● **Work instructions**
Output the data below line for line, exactly, up to and including the line where "let records = source.load_records().await?;" appears.

(Stored data entries)
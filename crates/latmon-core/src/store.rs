//! 텔레메트리 저장소.
//!
//! 프로세스 시작 시 한 번 로드되고 이후 변경되지 않는 레코드 집합.
//! 읽기 전용이므로 `Arc`로 공유하며 잠금이 필요 없다.
//!
//! 로드 실패는 프로세스를 종료시키지 않는다. [`DatasetState::Failed`]에
//! 캐시되어 이후 모든 집계 요청에 동일한 에러로 보고된다.

use std::collections::HashSet;
use std::sync::Arc;
use std::time::Duration;

use chrono::{DateTime, Utc};
use tracing::{debug, error, info};

use crate::error::CoreError;
use crate::models::telemetry::TelemetryRecord;
use crate::ports::telemetry_source::TelemetrySource;

/// 가용성 허용 상한 (퍼센트 스케일)
pub const MAX_UPTIME: f64 = 100.0;

/// 불변 텔레메트리 레코드 집합
#[derive(Debug)]
pub struct TelemetryStore {
    records: Vec<TelemetryRecord>,
    source: String,
    loaded_at: DateTime<Utc>,
}

impl TelemetryStore {
    /// 레코드 검증 후 저장소 생성
    ///
    /// 잘못된 레코드가 하나라도 있으면 전체를 거부한다.
    pub fn from_records(
        records: Vec<TelemetryRecord>,
        source: impl Into<String>,
    ) -> Result<Self, CoreError> {
        for (index, record) in records.iter().enumerate() {
            validate_record(index, record)?;
        }

        Ok(Self {
            records,
            source: source.into(),
            loaded_at: Utc::now(),
        })
    }

    /// 데이터 소스에서 로드
    pub async fn load(source: &dyn TelemetrySource) -> Result<Self, CoreError> {
        let description = source.describe();
        debug!("텔레메트리 로드 시작: {}", description);

        let records = source.load_records().await?;
        let store = Self::from_records(records, description)?;

        info!(
            "텔레메트리 로드 완료: {} ({}건, 리전 {}개)",
            store.source,
            store.len(),
            store.region_count()
        );
        Ok(store)
    }

    /// 타임아웃을 적용해 로드
    pub async fn load_with_timeout(
        source: &dyn TelemetrySource,
        timeout: Duration,
    ) -> Result<Self, CoreError> {
        match tokio::time::timeout(timeout, Self::load(source)).await {
            Ok(result) => result,
            Err(_) => Err(CoreError::Timeout {
                timeout_ms: timeout.as_millis() as u64,
            }),
        }
    }

    /// 전체 레코드 (로드 순서)
    pub fn records(&self) -> &[TelemetryRecord] {
        &self.records
    }

    /// 특정 리전의 레코드 (정확히 일치, 대소문자 구분)
    pub fn records_for<'a>(
        &'a self,
        region: &'a str,
    ) -> impl Iterator<Item = &'a TelemetryRecord> + 'a {
        self.records.iter().filter(move |r| r.region == region)
    }

    pub fn len(&self) -> usize {
        self.records.len()
    }

    pub fn is_empty(&self) -> bool {
        self.records.is_empty()
    }

    /// 서로 다른 리전 수
    pub fn region_count(&self) -> usize {
        self.records
            .iter()
            .map(|r| r.region.as_str())
            .collect::<HashSet<_>>()
            .len()
    }

    /// 소스 설명
    pub fn source(&self) -> &str {
        &self.source
    }

    /// 로드 시각
    pub fn loaded_at(&self) -> DateTime<Utc> {
        self.loaded_at
    }
}

fn validate_record(index: usize, record: &TelemetryRecord) -> Result<(), CoreError> {
    let invalid = |field: &str, message: String| CoreError::Validation {
        field: format!("records[{index}].{field}"),
        message,
    };

    if record.region.is_empty() {
        return Err(invalid("region", "빈 리전 식별자".to_string()));
    }
    if !record.latency_ms.is_finite() || record.latency_ms < 0.0 {
        return Err(invalid(
            "latency_ms",
            format!("0 이상의 유한한 값이어야 함: {}", record.latency_ms),
        ));
    }
    if !record.uptime.is_finite() || !(0.0..=MAX_UPTIME).contains(&record.uptime) {
        return Err(invalid(
            "uptime",
            format!("0~{MAX_UPTIME} 범위여야 함: {}", record.uptime),
        ));
    }
    Ok(())
}

/// 캐시된 로드 실패
#[derive(Debug, Clone, PartialEq, Eq)]
pub struct LoadFailure {
    /// 사용자용 요약
    pub summary: String,
    /// 진단 상세 (소스 + 원인)
    pub detail: String,
}

impl LoadFailure {
    /// 코어 에러로부터 생성
    pub fn from_error(source: &str, err: &CoreError) -> Self {
        Self {
            summary: err.summary().to_string(),
            detail: format!("{source}: {err}"),
        }
    }
}

/// 데이터셋 상태 (로드 성공 또는 캐시된 실패)
#[derive(Debug, Clone)]
pub enum DatasetState {
    /// 로드 완료
    Ready(Arc<TelemetryStore>),
    /// 로드 실패 (재시도 없음)
    Failed(Arc<LoadFailure>),
}

impl DatasetState {
    /// 시작 시 한 번 로드하고 결과를 상태로 고정
    pub async fn initialize(source: &dyn TelemetrySource, timeout: Duration) -> Self {
        let description = source.describe();
        match TelemetryStore::load_with_timeout(source, timeout).await {
            Ok(store) => Self::Ready(Arc::new(store)),
            Err(e) => {
                error!("텔레메트리 로드 실패, 저하 모드로 시작: {}: {}", description, e);
                Self::Failed(Arc::new(LoadFailure::from_error(&description, &e)))
            }
        }
    }

    /// 이미 로드된 저장소로 생성
    pub fn ready(store: TelemetryStore) -> Self {
        Self::Ready(Arc::new(store))
    }

    /// 저장소 반환, 실패 상태면 캐시된 에러 반환
    pub fn store(&self) -> Result<&Arc<TelemetryStore>, &LoadFailure> {
        match self {
            Self::Ready(store) => Ok(store),
            Self::Failed(failure) => Err(failure),
        }
    }

    pub fn is_ready(&self) -> bool {
        matches!(self, Self::Ready(_))
    }
}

● **Task output**
filename crates/latmon-core/src/store.rs
//! 텔레메트리 저장소.
//!
//! 프로세스 시작 시 한 번 로드되고 이후 변경되지 않는 레코드 집합.
//! 읽기 전용이므로 `Arc`로 공유하며 잠금이 필요 없다.
//!
//! 로드 실패는 프로세스를 종료시키지 않는다. [`DatasetState::Failed`]에
//! 캐시되어 이후 모든 집계 요청에 동일한 에러로 보고된다.

use std::collections::HashSet;
use std::sync::Arc;
use std::time::Duration;

use chrono::{DateTime, Utc};
use tracing::{debug, error, info};

use crate::error::CoreError;
use crate::models::telemetry::TelemetryRecord;
use crate::ports::telemetry_source::TelemetrySource;

/// 가용성 허용 상한 (퍼센트 스케일)
pub const MAX_UPTIME: f64 = 100.0;

/// 불변 텔레메트리 레코드 집합
#[derive(Debug)]
pub struct TelemetryStore {
    records: Vec<TelemetryRecord>,
    source: String,
    loaded_at: DateTime<Utc>,
}

impl TelemetryStore {
    /// 레코드 검증 후 저장소 생성
    ///
    /// 잘못된 레코드가 하나라도 있으면 전체를 거부한다.
    pub fn from_records(
        records: Vec<TelemetryRecord>,
        source: impl Into<String>,
    ) -> Result<Self, CoreError> {
        for (index, record) in records.iter().enumerate() {
            validate_record(index, record)?;
        }

        Ok(Self {
            records,
            source: source.into(),
            loaded_at: Utc::now(),
        })
    }

    /// 데이터 소스에서 로드
    pub async fn load(source: &dyn TelemetrySource) -> Result<Self, CoreError> {
        let description = source.describe();
        debug!("텔레메트리 로드 시작: {}", description);

        let records = source.load_records().await?;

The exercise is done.